À partir du 4 mai, l'ouverture des entreprises, le secteur de la construction et du commerce, puis les différents services au cours du mois commencent. Et le secteur gastronomique devrait ouvrir après le 1er juin. Ces trois vagues d'ouverture d'entreprise dépendent également de la situation épidémiologique, le président du [...] Économie en ligne.
À partir du 4 mai, l'ouverture des entreprises, le secteur de la construction et du commerce, puis les différents services au cours du mois commencent. Et le secteur gastronomique devrait ouvrir après le 1er juin.
Ces trois vagues d'ouverture d'entreprise dépendent également de la situation épidémiologique, a déclaré le président de l'économie du Kosovo, Berat Rukiqi.
Rukiqi a souligné que l'ouverture d'entreprises ne résout pas le problème de la pandémie, car il a déclaré que l'élimination des restrictions ne signifie pas le rétablissement à la normale.
Nous avons discuté de trois vagues d'ouverture d'entreprise d'ici le 2 juin, selon la situation épidémiologique. Cela est également lié à la gestion de la pandémie elle-même ou à la capacité d'éviter la propagation de la pandémie. Ces trois vagues permettront l'ouverture de toutes les entreprises à partir de la semaine prochaine pour se terminer dans la première semaine de juin”.
“commencera par la construction et le commerce de détail, pour continuer avec différents services dans la deuxième phase et pour finir avec la troisième moitié avec la gastronomie et le cinéma. Cela ne résout pas tout le problème, même la suppression des mesures en soi ne signifie pas revenir à la normale”, a dit Rukiqi.
Le retour à la normalité prend plus de temps, ce qui, selon Rukiqi, même après l'ouverture des entreprises doit être respecté par les recommandations de l'IKSP. Il a cité une série de mesures qui aideront le secteur privé à se rétablir.
L'hypothèse que le retour à la normale prendra beaucoup plus de temps, et la possibilité de conversion de la pandémie est réelle. Nous devons nous préparer avec des mesures fiscales et d'autres mesures qui peuvent aider le secteur privé”, a-t-il déclaré.
Entre autres choses, Rukiqi a dit que l'autre moyen est de prêter, une partie de l'intérêt du gouvernement.
“Dans les discussions avec les entreprises, l'accent est également mis sur la facilité fiscale de retarder les impôts ou de programmer diverses dettes qu'ils ont contre l'État”.

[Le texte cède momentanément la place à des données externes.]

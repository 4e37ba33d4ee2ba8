//! Particle-swarm global search backed by argmin's `ParticleSwarm`.
use argmin::core::{CostFunction, Error, Executor, State};
use argmin::solver::particleswarm::ParticleSwarm;
use rand::SeedableRng;
use rand_xoshiro::Xoshiro256PlusPlus;

use crate::optimization::{
    errors::OptResult,
    map_optimizer::{Theta, run::attach_terminal_observer},
    two_phase::{
        bounds::{SearchBounds, SearchPoint},
        options::SwarmOptions,
        traits::{BoxObjective, GlobalSearch},
    },
};

/// Cost reported for points where the objective fails or is not finite.
///
/// The swarm only compares costs, so a large finite value keeps such points
/// out of the incumbent without aborting the run.
const PENALTY_COST: f64 = 1e100;

/// Derivative-free global phase.
///
/// argmin's swarm evaluates every particle once at initialization and once
/// per iteration, so a budget `B` buys `B / num_particles - 1` iterations.
/// Budgets below two swarms' worth stop after the initial scatter.
#[derive(Debug, Clone, Copy, PartialEq, Eq, Default)]
pub struct SwarmSearch {
    pub options: SwarmOptions,
}

impl SwarmSearch {
    pub fn new(options: SwarmOptions) -> Self {
        Self { options }
    }

    fn plan(&self, budget: usize) -> (usize, u64) {
        let particles = self.options.num_particles.min(budget).max(2);
        let iterations = (budget / particles).saturating_sub(1);
        (particles, iterations as u64)
    }
}

struct SwarmCost<'a, O> {
    objective: &'a O,
    bounds: &'a SearchBounds,
}

impl<'a, O: BoxObjective> CostFunction for SwarmCost<'a, O> {
    type Param = Theta;
    type Output = f64;

    fn cost(&self, x: &Self::Param) -> Result<Self::Output, Error> {
        let x = self.bounds.clamp(x);
        Ok(match self.objective.value(&x) {
            Ok(v) if v.is_finite() => -v,
            _ => PENALTY_COST,
        })
    }
}

impl GlobalSearch for SwarmSearch {
    /// Run the swarm and return the best particle, projected into the box
    /// and re-evaluated so the reported value is the objective itself.
    ///
    /// # Errors
    /// - argmin errors from the swarm run.
    /// - The objective's error at the best particle (all particles failed).
    fn search<O: BoxObjective>(
        &self, objective: &O, bounds: &SearchBounds, budget: usize,
    ) -> OptResult<SearchPoint> {
        let (particles, iterations) = self.plan(budget);
        let solver = ParticleSwarm::new((bounds.lower().clone(), bounds.upper().clone()), particles)
            .with_rng_generator(Xoshiro256PlusPlus::seed_from_u64(self.options.seed));
        let problem = SwarmCost { objective, bounds };

        let executor =
            Executor::new(problem, solver).configure(|state| state.max_iters(iterations));
        let result = attach_terminal_observer(executor, self.options.verbose).run()?;

        let best = result
            .state()
            .get_best_param()
            .map(|particle| bounds.clamp(&particle.position))
            .unwrap_or_else(|| bounds.clamp(&(0.5 * (bounds.lower() + bounds.upper()))));
        let value = objective.value(&best)?;
        Ok(SearchPoint::new(best, value))
    }
}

“Fokus devrait être de garantir les moyens de liquidité par l'intermédiaire d'un fonds de redressement plus important, d'abord commencé puis financé en encourageant le secteur bancaire à émettre des prêts à taux favorables, où une partie des intérêts pour couvrir le gouvernement”, a-t-il déclaré.

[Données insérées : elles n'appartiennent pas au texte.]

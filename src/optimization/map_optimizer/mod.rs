//! map_optimizer — argmin-powered maximizer for log densities.
//!
//! Purpose
//! -------
//! Maximize smooth log densities `ℓ(θ)` (log marginal likelihoods,
//! log posteriors, log acquisition surfaces) with L-BFGS. Callers implement
//! [`LogDensity`] and call [`maximize`] with a starting point and a
//! validated [`MapOptions`].
//!
//! Key behaviors
//! -------------
//! - [`adapter::ArgMinAdapter`] turns `ℓ(θ)` into the argmin cost
//!   `c(θ) = -ℓ(θ)` and flips the sign of analytic gradients. Models that
//!   do not provide a gradient fall back to `finitediff` central (then
//!   forward) differences of the cost.
//! - [`maximize`] validates the start with [`LogDensity::check`], builds an
//!   L-BFGS solver for the configured [`traits::LineSearcher`] and delegates
//!   to [`run::run_lbfgs`].
//! - [`OptimOutcome`] reports the best point, `ℓ(θ̂)`, the termination
//!   status and argmin's evaluation counters.
//!
//! Invariants & assumptions
//! ------------------------
//! - Parameters are unconstrained `Theta` vectors. Box constraints are the
//!   caller's business (see `two_phase::LbfgsRefine`, which reparametrizes
//!   through a logistic map).
//! - [`LogDensity::value`] and [`LogDensity::grad`] report invalid inputs as
//!   [`OptError`] values; the optimizer never panics on them.
//! - [`Tolerances`] and [`MapOptions`] are validated on construction.
//!
//! Conventions
//! -----------
//! - User-facing values are in `ℓ` space; only the adapter sees costs.
//! - Errors bubble up as [`OptResult<T>`]; argmin errors are converted
//!   through `From<argmin::core::Error>`.
//!
//! Testing notes
//! -------------
//! - [`builders`] tests solver construction for both line searches.
//! - [`api`] tests full solves on concave toy densities, including the
//!   finite-difference fallback.
//! - [`traits`] tests option validation and line-search parsing.
//!
//! [`OptError`]: crate::optimization::errors::OptError
//! [`OptResult<T>`]: crate::optimization::errors::OptResult

pub mod adapter;
pub mod api;
pub mod builders;
pub mod run;
pub mod traits;
pub mod types;
pub mod validation;

// ---- Re-exports (primary public surface) ----------------------------------

pub use self::api::maximize;
pub use self::traits::{LineSearcher, LogDensity, MapOptions, OptimOutcome, Tolerances};
pub use self::types::{Cost, DEFAULT_LBFGS_MEM, FnEvalMap, Grad, Theta};

pub mod prelude {
    pub use super::api::maximize;
    pub use super::traits::{LineSearcher, LogDensity, MapOptions, OptimOutcome, Tolerances};
    pub use super::types::{Cost, Grad, Theta};
}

Rukiqi a ajouté que la concurrence sur d'autres marchés peut augmenter sous la reprise, créant des lignes d'exportation.
Cette reprise permet également de voir les compétences nécessaires à une compétitivité accrue sur d'autres marchés. En créant des lignes distinctes pour soutenir l'exportation”, a-t-il dit.

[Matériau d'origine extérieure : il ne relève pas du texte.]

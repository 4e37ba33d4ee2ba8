//! covariance — Cholesky factorization of `C = K + bI`.
//!
//! Purpose
//! -------
//! Factor the covariance once per fit and answer every downstream question
//! (solves, inverse, log-determinant) from the factor instead of forming a
//! raw inverse by elimination.
//!
//! Key behaviors
//! -------------
//! - [`CovarianceFactor::new`] copies the `ndarray` matrix into a
//!   `nalgebra::DMatrix` (`fill_dmatrix`) and runs `Cholesky`.
//! - [`CovarianceFactor::solve`] returns `C⁻¹v` via forward/back
//!   substitution; [`CovarianceFactor::log_det`] uses `2 Σ ln L_ii`.
//! - [`CovarianceFactor::inverse`] is only used where a full `C⁻¹` is
//!   unavoidable (trace terms of likelihood gradients).
//!
//! Invariants & assumptions
//! ------------------------
//! - Input matrices are square and symmetric. Positive definiteness is
//!   checked by the factorization itself; failure is reported as
//!   [`GpError::CovarianceNotPositiveDefinite`].
//! - The noise floor on `b` keeps well-posed fits away from that failure.
use nalgebra::{Cholesky, DMatrix, DVector, Dyn};
use ndarray::{Array1, Array2};

use crate::gp::errors::{GpError, GpResult};

#[derive(Debug, Clone)]
pub struct CovarianceFactor {
    chol: Cholesky<f64, Dyn>,
    n: usize,
}

impl CovarianceFactor {
    /// # Errors
    /// [`GpError::CovarianceNotPositiveDefinite`] if the factorization fails
    /// or the matrix has non-finite entries.
    pub fn new(c: &Array2<f64>) -> GpResult<Self> {
        let n = c.nrows();
        if c.iter().any(|v| !v.is_finite()) {
            return Err(GpError::CovarianceNotPositiveDefinite { size: n });
        }
        let mut m = DMatrix::<f64>::zeros(n, n);
        fill_dmatrix(c, &mut m);
        let chol = Cholesky::new(m).ok_or(GpError::CovarianceNotPositiveDefinite { size: n })?;
        Ok(Self { chol, n })
    }

    pub fn size(&self) -> usize {
        self.n
    }

    /// `C⁻¹ v`.
    pub fn solve(&self, v: &Array1<f64>) -> Array1<f64> {
        let rhs = DVector::from_iterator(self.n, v.iter().copied());
        let sol = self.chol.solve(&rhs);
        Array1::from_iter(sol.iter().copied())
    }

    /// `ln |C|`.
    pub fn log_det(&self) -> f64 {
        2.0 * self.chol.l_dirty().diagonal().iter().map(|d| d.ln()).sum::<f64>()
    }

    /// Dense `C⁻¹`.
    pub fn inverse(&self) -> Array2<f64> {
        let inv = self.chol.inverse();
        Array2::from_shape_fn((self.n, self.n), |(i, j)| inv[(i, j)])
    }

    /// `vᵀ C⁻¹ v`.
    pub fn quad_form(&self, v: &Array1<f64>) -> f64 {
        v.dot(&self.solve(v))
    }
}

/// Copy a square `ndarray` matrix into a pre-sized `DMatrix` column by
/// column.
fn fill_dmatrix(src: &Array2<f64>, dst: &mut DMatrix<f64>) {
    for j in 0..src.ncols() {
        for i in 0..src.nrows() {
            dst[(i, j)] = src[[i, j]];
        }
    }
}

Rukiqi a également parlé du paquet d'urgence, ajoutant que le second paquet a déclaré qu'il attendait l'efficacité et la conception dans sa mise en œuvre.
“Nous avons des préoccupations concernant le premier paquet puisque nous avons des retards, car nous n'avons aucun moyen de nous diriger vers les entreprises. Ceci est urgent et n'est pas une question qui peut être attendue pendant”.
“Nous nous attendons à ce que le dialogue avec le gouvernement soit plus efficace et plus efficace dans la conception et la mise en oeuvre du programme de rétablissement”, a déclaré M. Rukiqi.